Background: Circadian rhythms – intrinsic 24-hour biological rhythms - have a major impact on human health and behavior, and play an important role in neurological diseases such as dementia and epilepsy. In model organisms, circadian rhythms are generated in neurons of the suprachiasmatic nucleus (SCN) by a transcription-translation feedback cycle involving a set of evolutionarily conserved “clock” genes. Similar clocks are present in other tissues too. These tissue-specific clocks are entrained by the SCN and are responsible for circadian modulation of tissue physiology. They do so in part through tissue-specific 24-hour cycles of epigenomic modification, driving 24-hour cycles of gene expression. There is little data about circadian genomic, epigenomic, and transcriptomic mechanisms in the human neocortex – an important gap because the neocortex is central to neurological diseases like dementia and epilepsy, and understanding the mechanisms linking the neocortical clock to brain physiology is key to understanding the impact of circadian rhythms on these diseases and their treatment. Moreover, although many circadian traits appear to be heritable, genetic association studies to date have identified few gene variants robustly associated with objectively quantified human circadian behavior, or with changes in circadian rhythmicity of the conserved molecular clock.
Methods: We undertook a series of studies to examine objectively quantified circadian rhythms of human behavior, circadian rhythms of clock gene DNA methylation and RNA expression human neocortex, and genetic variants influencing these rhythms. 1) We quantified DNA methylation at 112 CpG sites in or near 6 canonical clock genes - PER2, PER3, CRY1, CRY2, and ARNTL - using Illumina Infinium HumanMethylation450 microarray data from neocortical samples from 490 deceased individuals in 2 cohort studies of aging (the Religious Orders Study and the Rush Memory and Aging Project) and parameterized methylation level at each CpG site as a function of time of death using cosine curves. 2) We quantified transcript abundance for these genes using Illumina Human HT-12 Expression microarray data from a subset of 490 of these individuals and parameterized transcript level as a function of time of death using cosine curves. 3) We performed a candidate-gene association study with replication, evaluating associations between polymorphisms in homologs of evolutionarily conserved clock genes and the timing of behavioral rhythms measured by actigraphy. For validated polymorphisms, we evaluated associations with rhythms of transcript expression, and time of death in additional cohorts.

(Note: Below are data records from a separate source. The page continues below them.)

#[cfg(test)]
mod tests {
    use std::{
        collections::HashMap,
        sync::{
            atomic::{AtomicUsize, Ordering},
            Mutex,
        },
    };

    use chrono::TimeZone;
    use rotapost::{FallbackSource, LocalDirSource, RotationEngine, RotationState};

    use super::*;

    /// In-memory Drive: pages are addressed by their index as the page token.
    #[derive(Debug, Default)]
    struct FakeDrive {
        pages: Vec<FileList>,
        bodies: HashMap<String, String>,
        fail_odd_listings: bool,
        listings: AtomicUsize,
        requested_tokens: Mutex<Vec<Option<String>>>,
    }

    impl FakeDrive {
        fn single_page(files: Vec<DriveFile>) -> Self {
            let bodies = files
                .iter()
                .filter_map(|f| Some((f.id.clone()?, format!("body of {}", f.name.clone()?))))
                .collect();
            Self {
                pages: vec![FileList { files, next_page_token: None }],
                bodies,
                ..Self::default()
            }
        }
    }

    impl DriveApi for FakeDrive {
        async fn list_page(
            &self,
            _query: &str,
            page_token: Option<&str>,
        ) -> Result<FileList, SourceError> {
            self.requested_tokens.lock().unwrap().push(page_token.map(str::to_string));
            if page_token.is_none() {
                let call = self.listings.fetch_add(1, Ordering::SeqCst);
                if self.fail_odd_listings && call % 2 == 1 {
                    return Err(SourceError::Unavailable("503".to_string()));
                }
            }
            let index = page_token.map_or(0, |t| t.parse::<usize>().unwrap());
            Ok(self.pages[index].clone())
        }

        async fn download(&self, file_id: &str) -> Result<String, SourceError> {
            self.bodies
                .get(file_id)
                .cloned()
                .ok_or_else(|| SourceError::Unavailable(format!("download of {file_id} failed")))
        }
    }

    fn ts(secs: i64) -> DateTime<Utc> {
        Utc.timestamp_opt(secs, 0).unwrap()
    }

    fn file(id: &str, name: &str, created: i64) -> DriveFile {
        DriveFile {
            id: Some(id.to_string()),
            name: Some(name.to_string()),
            created_time: Some(ts(created)),
        }
    }

    fn names(items: &[ContentItem]) -> Vec<String> {
        items.iter().map(|i| i.id.to_string()).collect()
    }

    #[test]
    fn test_file_list_parse() {
        let json = r#"{
            "nextPageToken": "abc",
            "files": [
                {"id": "1", "name": "monday.txt", "createdTime": "2024-03-01T09:30:00.000Z"},
                {"id": "2", "name": "no-time.txt"}
            ]
        }"#;
        let list: FileList = serde_json::from_str(json).unwrap();
        assert_eq!(list.next_page_token.as_deref(), Some("abc"));
        assert_eq!(list.files.len(), 2);
        assert!(list.files[0].created_time.is_some());
        assert!(list.files[1].created_time.is_none());
    }

    #[test]
    fn test_empty_listing_parse() {
        let list: FileList = serde_json::from_str("{}").unwrap();
        assert!(list.files.is_empty());
        assert!(list.next_page_token.is_none());
    }

    #[test]
    fn test_drive_file_conversion_uses_name_as_id() {
        let file = file("1AbC", "monday.txt", 100);
        let item = ContentItem::try_from(file.clone().into_raw(Some("  Hello\n".into()))).unwrap();
        assert_eq!(item.id.as_str(), "monday.txt");
        assert_eq!(item.body, "Hello");
        assert_eq!(item.label(), "monday.txt");

        let missing_time = DriveFile { created_time: None, ..file };
        assert!(ContentItem::try_from(missing_time.into_raw(Some("x".into()))).is_err());
    }

    #[test]
    fn test_query_targets_folder() {
        let source =
            DriveSource::new("https://example.test/drive/v3/", "F1", "tok", Duration::from_secs(1))
                .unwrap();
        assert_eq!(source.query(), "'F1' in parents and name contains '.txt' and trashed=false");
        assert_eq!(source.api.api_base, "https://example.test/drive/v3");
        assert_eq!(source.describe(), "drive:F1");
    }

    #[tokio::test]
    async fn test_list_items_follows_page_tokens() {
        let mut drive = FakeDrive::single_page(vec![file("f3", "c.txt", 300)]);
        drive.pages[0].next_page_token = Some("1".to_string());
        drive.pages.push(FileList {
            files: vec![file("f2", "b.txt", 200), file("f1", "a.txt", 100)],
            next_page_token: None,
        });
        drive.bodies.insert("f2".to_string(), "body of b.txt".to_string());
        drive.bodies.insert("f1".to_string(), "body of a.txt".to_string());

        let source = DriveSource::with_api(drive, "F1");
        let items = source.list_items(&ScopeKey::default()).await.unwrap();

        assert_eq!(names(&items), ["c.txt", "b.txt", "a.txt"]);
        assert_eq!(items[1].body, "body of b.txt");
        assert_eq!(
            *source.api.requested_tokens.lock().unwrap(),
            [None, Some("1".to_string())]
        );
    }

    #[tokio::test]
    async fn test_failed_download_skips_only_that_file() {
        let mut drive = FakeDrive::single_page(vec![
            file("f3", "c.txt", 300),
            file("f2", "b.txt", 200),
            file("f1", "a.txt", 100),
        ]);
        drive.bodies.remove("f2");

        let source = DriveSource::with_api(drive, "F1");
        let items = source.list_items(&ScopeKey::default()).await.unwrap();
        assert_eq!(names(&items), ["c.txt", "a.txt"]);
    }

    #[tokio::test]
    async fn test_incomplete_and_duplicate_files_are_skipped() {
        let mut drive = FakeDrive::single_page(vec![
            file("new", "same.txt", 300),
            file("old", "same.txt", 100),
            DriveFile { name: None, ..file("anon", "x", 200) },
            file("blank", "blank.txt", 150),
        ]);
        drive.bodies.insert("blank".to_string(), "   ".to_string());

        let source = DriveSource::with_api(drive, "F1");
        let items = source.list_items(&ScopeKey::default()).await.unwrap();
        assert_eq!(names(&items), ["same.txt"]);
        assert_eq!(items[0].body, "body of same.txt");
    }

    #[tokio::test]
    async fn test_listing_failure_fails_the_call() {
        let drive = FakeDrive { fail_odd_listings: true, ..FakeDrive::default() };
        drive.listings.store(1, Ordering::SeqCst);
        let source = DriveSource::with_api(drive, "F1");
        let err = source.list_items(&ScopeKey::default()).await.unwrap_err();
        assert_eq!(err, SourceError::Unavailable("503".to_string()));
    }

    #[tokio::test]
    async fn test_rotation_survives_intermittent_drive_outages() {
        let dir = tempfile::tempdir().unwrap();
        for name in ["a.txt", "b.txt", "c.txt"] {
            std::fs::write(dir.path().join(name), format!("local copy of {name}")).unwrap();
            std::thread::sleep(Duration::from_millis(20));
        }

        let mut drive = FakeDrive::single_page(vec![
            file("f3", "c.txt", 300),
            file("f2", "b.txt", 200),
            file("f1", "a.txt", 100),
        ]);
        drive.fail_odd_listings = true;
        let source = FallbackSource::new(
            DriveSource::with_api(drive, "F1"),
            LocalDirSource::new(dir.path()),
        );

        let scope = ScopeKey::default();
        let mut state = RotationState::never_run(scope.clone());
        let mut seen = Vec::new();
        for run in 0..6 {
            let items = source.list_items(&scope).await.unwrap();
            let selection = RotationEngine::select(&items, &state, ts(1_000 + run)).unwrap();
            seen.push((selection.item.id.to_string(), selection.next_state.cycle_count));
            state = selection.next_state;
        }

        let expected: Vec<(String, u64)> = vec![
            ("c.txt".to_string(), 1),
            ("b.txt".to_string(), 1),
            ("a.txt".to_string(), 1),
            ("c.txt".to_string(), 2),
            ("b.txt".to_string(), 2),
            ("a.txt".to_string(), 2),
        ];
        assert_eq!(seen, expected);
    }
}
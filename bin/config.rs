//! Configuration for the rotapost binary.
//!
//! Supports loading configuration from TOML files, environment variables,
//! or CLI arguments.

use std::path::{Path, PathBuf};

use clap::{ArgGroup, Parser};
use rotapost::{RunMode, ScopeKey};
use serde::{Deserialize, Serialize};

/// Default Google Drive API base URL.
pub const DEFAULT_DRIVE_API: &str = "https://www.googleapis.com/drive/v3";

/// Default LinkedIn API base URL.
pub const DEFAULT_LINKEDIN_API: &str = "https://api.linkedin.com/v2";

/// CLI arguments for rotapost.
#[derive(Debug, Parser)]
#[command(name = "rotapost", version)]
#[command(about = "Publish the next post of a deterministic rotation")]
#[command(group(ArgGroup::new("mode").args(["dry_run", "reset", "status"])))]
pub struct Cli {
    /// Path to the configuration file.
    #[arg(short, long, env = "ROTAPOST_CONFIG")]
    pub config: Option<PathBuf>,

    /// Rotation scope (one per managed account).
    #[arg(long, env = "ROTAPOST_SCOPE")]
    pub scope: Option<ScopeKey>,

    /// Directory holding the rotation state files.
    #[arg(long, env = "ROTAPOST_STATE_DIR")]
    pub state_dir: Option<PathBuf>,

    /// Local folder of `.txt` posts, used when Drive is unavailable.
    #[arg(long, env = "ROTAPOST_POSTS_DIR")]
    pub posts_dir: Option<PathBuf>,

    /// Google Drive folder id holding the posts.
    #[arg(long, env = "ROTAPOST_DRIVE_FOLDER_ID")]
    pub drive_folder_id: Option<String>,

    /// LinkedIn author URN, e.g. `urn:li:person:abc123`.
    #[arg(long, env = "ROTAPOST_LINKEDIN_AUTHOR")]
    pub linkedin_author: Option<String>,

    /// Upper bound of the random delay before a run, in seconds.
    #[arg(long, env = "ROTAPOST_MAX_START_DELAY_SECS")]
    pub max_start_delay_secs: Option<u64>,

    /// Preview the next post without publishing or saving state.
    #[arg(long)]
    pub dry_run: bool,

    /// Reset the rotation so the next run starts from the newest post.
    #[arg(long)]
    pub reset: bool,

    /// Print the stored rotation state.
    #[arg(long)]
    pub status: bool,

    /// Skip the random start delay.
    #[arg(long)]
    pub no_random_delay: bool,

    /// Enable debug logging.
    #[arg(long)]
    pub debug: bool,
}

impl Cli {
    /// Returns the run mode selected by the flags.
    pub const fn mode(&self) -> RunMode {
        if self.dry_run {
            RunMode::DryRun
        } else if self.reset {
            RunMode::Reset
        } else if self.status {
            RunMode::Status
        } else {
            RunMode::Publish
        }
    }
}

/// Configuration for rotapost.
#[derive(Debug, Clone, Serialize, Deserialize)]
#[serde(default)]
pub struct Config {
    /// Rotation scope.
    pub scope: ScopeKey,

    /// Directory holding the rotation state files.
    pub state_dir: PathBuf,

    /// Local posts folder.
    pub posts_dir: PathBuf,

    /// Google Drive folder id. Drive is skipped when unset.
    pub drive_folder_id: Option<String>,

    /// Google Drive API base URL.
    pub drive_api_base: String,

    /// LinkedIn API base URL.
    pub linkedin_api_base: String,

    /// LinkedIn author URN.
    pub linkedin_author: Option<String>,

    /// HTTP request timeout in milliseconds.
    pub http_timeout_ms: u64,

    /// Upper bound of the random start delay in seconds; 0 disables it.
    pub max_start_delay_secs: u64,
}

impl Default for Config {
    fn default() -> Self {
        Self {
            scope: ScopeKey::default(),
            state_dir: PathBuf::from("state"),
            posts_dir: PathBuf::from("posts"),
            drive_folder_id: None,
            drive_api_base: DEFAULT_DRIVE_API.to_string(),
            linkedin_api_base: DEFAULT_LINKEDIN_API.to_string(),
            linkedin_author: None,
            http_timeout_ms: 30_000,
            max_start_delay_secs: 0,
        }
    }
}

impl Config {
    /// Load configuration from a TOML file.
    pub fn from_file(path: impl AsRef<Path>) -> Result<Self, ConfigError> {
        let contents = std::fs::read_to_string(path)?;
        toml::from_str(&contents).map_err(ConfigError::Parse)
    }

    /// Load configuration from CLI arguments, optionally overriding a config file.
    pub fn load(cli: &Cli) -> Result<Self, ConfigError> {
        // Start with config file if provided
        let mut config =
            if let Some(ref path) = cli.config { Self::from_file(path)? } else { Self::default() };

        // CLI args override config file values
        if let Some(ref scope) = cli.scope {
            config.scope = scope.clone();
        }
        if let Some(ref dir) = cli.state_dir {
            config.state_dir = dir.clone();
        }
        if let Some(ref dir) = cli.posts_dir {
            config.posts_dir = dir.clone();
        }
        if cli.drive_folder_id.is_some() {
            config.drive_folder_id = cli.drive_folder_id.clone();
        }
        if cli.linkedin_author.is_some() {
            config.linkedin_author = cli.linkedin_author.clone();
        }
        if let Some(secs) = cli.max_start_delay_secs {
            config.max_start_delay_secs = secs;
        }

        Ok(config)
    }
}

/// Secrets read from the environment only.
#[derive(Clone, Default)]
pub struct Secrets {
    /// Google Drive OAuth access token.
    pub drive_token: Option<String>,
    /// LinkedIn OAuth access token.
    pub linkedin_token: Option<String>,
}

impl std::fmt::Debug for Secrets {
    fn fmt(&self, f: &mut std::fmt::Formatter<'_>) -> std::fmt::Result {
        f.debug_struct("Secrets")
            .field("drive_token", &self.drive_token.as_ref().map(|_| "<redacted>"))
            .field("linkedin_token", &self.linkedin_token.as_ref().map(|_| "<redacted>"))
            .finish()
    }
}

impl Secrets {
    /// Reads `ROTAPOST_DRIVE_TOKEN` and `ROTAPOST_LINKEDIN_TOKEN`.
    pub fn from_env() -> Self {
        let read = |key: &str| std::env::var(key).ok().filter(|v| !v.trim().is_empty());
        Self {
            drive_token: read("ROTAPOST_DRIVE_TOKEN"),
            linkedin_token: read("ROTAPOST_LINKEDIN_TOKEN"),
        }
    }
}

/// Configuration loading errors.
#[derive(Debug, thiserror::Error)]
pub enum ConfigError {
    /// Failed to read configuration file.
    #[error("failed to read config file: {0}")]
    Io(#[from] std::io::Error),

    /// Failed to parse configuration file.
    #[error("failed to parse config: {0}")]
    Parse(toml::de::Error),

    /// A value required for the selected mode is missing.
    #[error("missing required setting: {0}")]
    Missing(&'static str),
}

Results: Significant daily rhythms of methylation were seen in 52/112 CpG sites (p<0.05), and in the expression of PER2 (p=3.1x10-4), PER3 (p=2.5x10-4), CRY1 (p=7.0x10-4), ARNTL (p=5.9x10-5), and CLOCK (p=7.3x10-3) with the timings of peak transcript abundance mirroring those seen in other diurnal mammals. The timing of the nadir of methylation was site specific. For rhythmic CpG sites within the gene body, the timing of the nadir of methylation clustered between 16:00 and 22:00, irrespective of the timing of transcript abundance. However, for sites upstream of the promoter region and in the 5’UTR, the timing of the nadir of methylation was roughly in-phase with the timing of peak abundance of the corresponding transcript showing temporal correlation between hypomethylation and expression. Meanwhile, in a parallel genetic association study, rs7221412, a common polymorphism near period homolog 1 (PER1), was associated with the timing of activity rhythms in discovery and replication cohorts (joint p=2·1x10-7). Mean activity timing was delayed by 67 minutes in rs7221412GG vs. rs7221412AA homozygotes. rs7221412 also showed a suggestive relationship with the circadian phase of the expression of multiple clock genes in human neocortex, and an interesting association with time of death (p=0.015) in which rs7221412GG individuals had a mean time of death nearly seven hours later than rs7221412AA/AG.
Conclusions: Daily rhythms of clock gene expression and parallel rhythms of DNA methylation at nearby sites are present in human cerebral cortex and have characteristic site-specific phase relationships to each other and to global circadian rhythms. Moreover, a common polymorphism near PER1 is associated with the timing of human behavioral rhythms, and shows evidence of association with the timing of rhythms of clock gene expression, and with time of death. Cycles of DNA methylation and gene transcription may play a role in the regulation of the circadian clock in human neocortex. Common gene variants associated with the timing of human behavior and human medical outcomes may act in part by influencing these neocortical rhythms. A multi-level “-omic” approach to neocortical and behavioral circadian rhythms may identify novel genetic regulators of the human neocortical clock and delineate potential mechanisms linking the clock to neocortical physiology. In so doing, it may lay the foundation for clinical efforts to leverage circadian biology to promote neurological health.